Harry aimait le mois de décembre. Depuis qu'il était entré à Poudlard tout du moins, parce qu'avant, il n'avait jamais connu l'atmosphère festive associée à la période. Maintenant que la guerre avait pris fin - ça avait pris du temps, mais il avait vaincu Voldemort au terme d'une bataille sanglante et épuisante - il était temps de reconstruire.

Il y avait beaucoup de souvenirs doux-amers et pourtant il avait choisi de revenir à Poudlard.

C'était sa maison, la seule qu'il ait connu.

Il frissonna violemment en serrant un peu plus l'écharpe autour de son cou, et se leva doucement. Il aimait s'installer devant le lac noir, même si le froid piquant ne lui permettait pas d'y rester des heures. Il pensa brièvement à Ron qui devait être à l'école des Aurors sans lui, et à Hermione qui avait trouvé un emploi au Ministère.
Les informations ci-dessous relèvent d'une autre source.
use crate::modules::leave::core::request::LeaveCategory;
use crate::modules::leave::use_cases::submit_leave_request::command::SubmitLeaveRequest;
use crate::tests::fixtures::directory::now;
use chrono::NaiveDate;

pub struct SubmitLeaveRequestBuilder {
    command: SubmitLeaveRequest,
}

impl SubmitLeaveRequestBuilder {
    /// L100: E001 asks for annual leave Jan 18 to Jan 24 2024, 5 working days.
    pub fn new() -> Self {
        Self {
            command: SubmitLeaveRequest {
                request_id: "L100".into(),
                employee_id: "E001".into(),
                category: LeaveCategory::Annual,
                start_date: NaiveDate::from_ymd_opt(2024, 1, 18).unwrap(),
                end_date: NaiveDate::from_ymd_opt(2024, 1, 24).unwrap(),
                reason: "Family vacation".into(),
                submitted_at: now(),
            },
        }
    }

    pub fn request_id(mut self, request_id: &str) -> Self {
        self.command.request_id = request_id.into();
        self
    }

    pub fn employee_id(mut self, employee_id: &str) -> Self {
        self.command.employee_id = employee_id.into();
        self
    }

    pub fn category(mut self, category: LeaveCategory) -> Self {
        self.command.category = category;
        self
    }

    pub fn dates(mut self, start: NaiveDate, end: NaiveDate) -> Self {
        self.command.start_date = start;
        self.command.end_date = end;
        self
    }

    pub fn build(self) -> SubmitLeaveRequest {
        self.command
    }
}

impl Default for SubmitLeaveRequestBuilder {
    fn default() -> Self {
        Self::new()
    }
}
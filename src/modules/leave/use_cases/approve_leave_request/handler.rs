// Approval handler.
//
// The ledger mutex is held from re-validation until the approval is appended.
// A failed append credits the debit back before the lock is released.

use crate::modules::leave::core::events::LeaveRequestEvent;
use crate::modules::leave::core::evolve::fold;
use crate::modules::leave::core::decision::DecideError;
use crate::modules::leave::core::request::LeaveRequest;
use crate::modules::leave::core::validation::{ValidationReport, validate_request};
use crate::modules::leave::engine::{LeaveEngine, stream_id};
use crate::modules::leave::errors::ApplicationError;
use crate::modules::leave::use_cases::approve_leave_request::command::ApproveLeaveRequest;
use crate::modules::leave::use_cases::approve_leave_request::decide::decide_approve;
use crate::shared::infrastructure::event_store::EventStore;
use tracing::{info, warn};

impl<S> LeaveEngine<S>
where
    S: EventStore<LeaveRequestEvent> + 'static,
{
    pub async fn approve_request(
        &self,
        command: ApproveLeaveRequest,
    ) -> Result<LeaveRequest, ApplicationError> {
        let request_id = command.request_id.clone();
        let mut ledger = self.ledger.lock().await;
        let (stream, state) = self.load_state(&request_id).await?;

        let report = match state.request() {
            Some(request) => {
                let requests = self.load_requests().await?;
                let holidays = self.holidays.read().await;
                let ctx = self.context(&ledger, &holidays, &requests, command.decided_at);
                validate_request(
                    &ctx,
                    &request.employee_id,
                    request.category,
                    request.start_date,
                    request.end_date,
                )
            }
            None => ValidationReport::default(),
        };

        let events = decide_approve(&state, command, &self.directory, &report).inspect_err(|err| {
            warn!(request_id = %request_id, error = %err, "leave approval refused");
        })?;
        let request = fold(stream.events.into_iter().chain(events.iter().cloned()))
            .into_request()
            .ok_or_else(|| DecideError::NotFound(request_id.clone()))?;

        ledger.debit(&request.employee_id, request.category, request.days)?;
        if let Err(err) = self
            .event_store
            .append(&stream_id(&request_id), stream.version, &events)
            .await
        {
            ledger.credit(&request.employee_id, request.category, request.days)?;
            warn!(request_id = %request_id, error = %err, "approval not recorded, debit rolled back");
            return Err(err.into());
        }

        info!(
            request_id = %request.id,
            employee_id = %request.employee_id,
            days = request.days,
            "leave request approved"
        );
        Ok(request)
    }
}
// Event store port.
//
// Purpose
// - Describe how the core loads and appends request event streams without
//   tying it to a concrete backend.
//
// Testing guidance
// - Use the in memory implementation for tests and local development.

pub mod in_memory;

use async_trait::async_trait;
use thiserror::Error;

#[derive(Debug, Error, PartialEq, Eq)]
pub enum EventStoreError {
    #[error("version mismatch: expected {expected}, actual {actual}")]
    VersionMismatch { expected: i64, actual: i64 },

    #[error("backend error: {0}")]
    Backend(String),
}

#[derive(Debug, Clone)]
pub struct LoadedStream<E> {
    pub events: Vec<E>,
    pub version: i64,
}

#[async_trait]
pub trait EventStore<Event: Clone + Send + Sync + 'static>: Send + Sync {
    async fn load(&self, stream_id: &str) -> Result<LoadedStream<Event>, EventStoreError>;

    async fn append(
        &self,
        stream_id: &str,
        expected_version: i64,
        new_events: &[Event],
    ) -> Result<(), EventStoreError>;

    /// Every stream in the store, keyed by stream id, in stream id order.
    async fn load_all(&self) -> Result<Vec<(String, LoadedStream<Event>)>, EventStoreError>;
}
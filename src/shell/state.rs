use crate::modules::leave::core::events::LeaveRequestEvent;
use crate::modules::leave::engine::LeaveEngine;
use crate::shared::infrastructure::event_store::in_memory::InMemoryEventStore;
use std::sync::Arc;

pub type InMemoryEngine = LeaveEngine<InMemoryEventStore<LeaveRequestEvent>>;

#[derive(Clone)]
pub struct AppState {
    pub engine: Arc<InMemoryEngine>,
}
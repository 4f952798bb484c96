// Composition root for the leave engine.
//
// Responsibilities
// - Read config from the environment.
// - Build the engine on the in-memory event store, seeded when configured.
// - Expose it over HTTP.

pub mod config;
pub mod http;
pub mod seed;
pub mod state;

use crate::modules::leave::errors::ApplicationError;
use crate::shell::state::{AppState, InMemoryEngine};
use std::sync::Arc;

pub async fn build_engine(seed_demo_data: bool) -> Result<InMemoryEngine, ApplicationError> {
    if seed_demo_data {
        seed::demo_engine().await
    } else {
        seed::demo_organisation()
    }
}

pub async fn app_state(seed_demo_data: bool) -> Result<AppState, ApplicationError> {
    Ok(AppState {
        engine: Arc::new(build_engine(seed_demo_data).await?),
    })
}
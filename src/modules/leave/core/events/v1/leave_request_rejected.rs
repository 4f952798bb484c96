// Event payload: LeaveRequestRejectedV1.

use crate::shared::core::primitives::{EmployeeId, RequestId};
use chrono::{DateTime, Utc};

#[derive(Debug, Clone, serde::Serialize, serde::Deserialize, PartialEq, Eq)]
pub struct LeaveRequestRejectedV1 {
    pub request_id: RequestId,
    pub approver_id: EmployeeId,
    pub comment: String,
    pub decided_at: DateTime<Utc>,
}
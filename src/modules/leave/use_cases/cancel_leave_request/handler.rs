use crate::modules::leave::core::decision::DecideError;
use crate::modules::leave::core::events::LeaveRequestEvent;
use crate::modules::leave::core::evolve::fold;
use crate::modules::leave::core::request::LeaveRequest;
use crate::modules::leave::engine::{LeaveEngine, stream_id};
use crate::modules::leave::errors::ApplicationError;
use crate::modules::leave::use_cases::cancel_leave_request::command::CancelLeaveRequest;
use crate::modules::leave::use_cases::cancel_leave_request::decide::decide_cancel;
use crate::shared::infrastructure::event_store::EventStore;
use tracing::{info, warn};

impl<S> LeaveEngine<S>
where
    S: EventStore<LeaveRequestEvent> + 'static,
{
    pub async fn cancel_request(
        &self,
        command: CancelLeaveRequest,
    ) -> Result<LeaveRequest, ApplicationError> {
        let request_id = command.request_id.clone();
        let (stream, state) = self.load_state(&request_id).await?;
        let events = decide_cancel(&state, command).inspect_err(|err| {
            warn!(request_id = %request_id, error = %err, "leave cancellation refused");
        })?;
        self.event_store
            .append(&stream_id(&request_id), stream.version, &events)
            .await?;

        let request = fold(stream.events.into_iter().chain(events))
            .into_request()
            .ok_or_else(|| DecideError::NotFound(request_id.clone()))?;
        info!(request_id = %request.id, employee_id = %request.employee_id, "leave request cancelled");
        Ok(request)
    }
}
Il ne suivait pas pour autant le cursus normal : il avait un niveau bien trop avancé dans la plupart des matières de toutes façons. Aussi, il était revenu pour assister Minerva MacGonagall pendant ses cours, puisqu'elle était à la fois directrice et professeur.

Il n'était pas le seul dans ce cas : Neville était l'assistant du professeur Chourave. Hannah Abbot, celle du professeur Flitwick. Lavande Brown secondait Sybille Trewlanney - bien que pour Harry les deux femmes passaient leur temps à commenter les ragots et à boire du thé. Terry Boot apprenait les runes avancées en compagnie du professeur Vector. Drago Malefoy sans surprise, avait été accepté comme assistant du Maître des potions.

Les six élèves avaient droit à une table près de celle des professeurs, et ils se partageaient un dortoir. Au départ, il y avait eu quelques tensions - il était compliqué d'oublier leurs maisons et d'accepter qu'ils entraient enfin dans le monde adulte. Mais les choses s'étaient rapidement apaisées.

Harry n'avait pas à se plaindre de ses camarades. Les premiers temps, Harry s'était isolé de lui même. Il n'était pas prêt à se mêler aux autres et à supporter leurs questions encore et encore. Ce fut Neville, à la surprise générale qui prit les choses en main.

Un soir qu'ils étaient tous rassemblés, il avait pris la parole pour demander à Harry de ne plus rester à l'écart, lui promettant que personne ne poserait de questions. S'il voulait parler, il serait le bienvenu cependant.

Harry l'avait enlacé, ému. Et depuis, les choses étaient redevenues aussi normales que possible. Excepté avec Drago Malefoy.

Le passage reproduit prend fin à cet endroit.